> [Task to complete]: Find all lines below containing the string "Returns" and return them.

> [Stored entries]:
:::
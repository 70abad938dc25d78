use rust_decimal::Decimal;

use crate::terms::ContractTerms;
use crate::types::{
    ContractError, ContractMetrics, ContractType, EarlySettlement, LossAllocation, PaymentScheduleEntry,
    ProfitDistribution, ValidationResult,
};

/// Capability set shared by every contract strategy.
///
/// Strategies are stateless apart from their configuration, so a single
/// instance can be shared across threads.
pub trait ContractStrategy: Send + Sync {
    /// Returns the variant this strategy understands.
    fn contract_type(&self) -> ContractType;

    /// Returns the human-readable contract name.
    fn display_name(&self) -> &'static str {
        self.contract_type().display_name()
    }

    fn description(&self) -> &'static str;

    /// Checks the cross-field business and compliance rules.
    ///
    /// Violations are collected into the returned [`ValidationResult`]. An
    /// `Err` is returned only when `terms` belong to a different variant.
    fn validate(&self, terms: &ContractTerms) -> Result<ValidationResult, ContractError>;

    /// Computes the variant-agnostic metrics summary.
    fn calculate_metrics(&self, terms: &ContractTerms) -> Result<ContractMetrics, ContractError>;

    /// Returns the payment-schedule capability, if this variant has one.
    fn as_payment_based(&self) -> Option<&dyn PaymentBasedContract> {
        None
    }

    /// Returns the profit/loss-sharing capability, if this variant has one.
    fn as_profit_sharing(&self) -> Option<&dyn ProfitSharingContract> {
        None
    }
}

/// Contracts repaid through a schedule of installments or rentals.
pub trait PaymentBasedContract: ContractStrategy {
    /// Generates the payment schedule, anchored at the terms' start date.
    fn calculate_payment_schedule(&self, terms: &ContractTerms) -> Result<Vec<PaymentScheduleEntry>, ContractError>;

    fn supports_early_settlement(&self) -> bool {
        false
    }

    /// Computes the amount due to settle after `paid_installments` payments.
    fn calculate_early_settlement(
        &self,
        _terms: &ContractTerms,
        _paid_installments: u32,
    ) -> Result<EarlySettlement, ContractError> {
        Err(ContractError::UnsupportedCapability {
            contract_type: self.contract_type(),
            capability: "early settlement",
        })
    }
}

/// Partnerships that allocate realized profit and loss among parties.
pub trait ProfitSharingContract: ContractStrategy {
    fn calculate_profit_distribution(
        &self,
        terms: &ContractTerms,
        profit: Decimal,
    ) -> Result<ProfitDistribution, ContractError>;

    fn calculate_loss_allocation(&self, terms: &ContractTerms, loss: Decimal) -> Result<LossAllocation, ContractError>;
}
//! Prelude module for aqd
//!
//! Re-exports the terms, strategies and result types most callers need.
//!
//! ```rust
//! use aqd::prelude::*;
//! ```

// Core exports
pub use crate::config::{ContractConfig, ContractConfigBuilder};
pub use crate::factory::ContractStrategyFactory;
pub use crate::inputs::IntoContractDecimal;
pub use crate::terms::{
    ContractTerms, InstallmentFrequency, LatePaymentPenalty, ProfitCalculationMethod, ReportingFrequency,
    ResponsibleParty, TermsVariant,
};
pub use crate::traits::{ContractStrategy, PaymentBasedContract, ProfitSharingContract};
pub use crate::types::{
    CalculationStep, ContractError, ContractMetrics, ContractType, DistributionEntry, EarlySettlement,
    LossAllocation, Operation, PaymentScheduleEntry, ProfitDistribution, ValidationResult,
};

// Variant terms and strategies
pub use crate::contracts::annualized_roi;
pub use crate::contracts::ijarah::{IjarahStrategy, IjarahTerms};
pub use crate::contracts::mudarabah::{LossDistribution, MudarabahStrategy, MudarabahTerms, MudaribAuthority};
pub use crate::contracts::murabaha::{MurabahaStrategy, MurabahaTerms, PaymentStructure};
pub use crate::contracts::musharakah::{ManagementStructure, MusharakahStrategy, MusharakahTerms, PartnershipType};
pub use crate::contracts::salam::{DefaultPenalty, QualityGrade, SalamStrategy, SalamTerms};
:::
> [Exercise result]:
    /// Returns the variant this strategy understands.
    /// Returns the human-readable contract name.
    /// Returns the payment-schedule capability, if this variant has one.
    /// Returns the profit/loss-sharing capability, if this variant has one.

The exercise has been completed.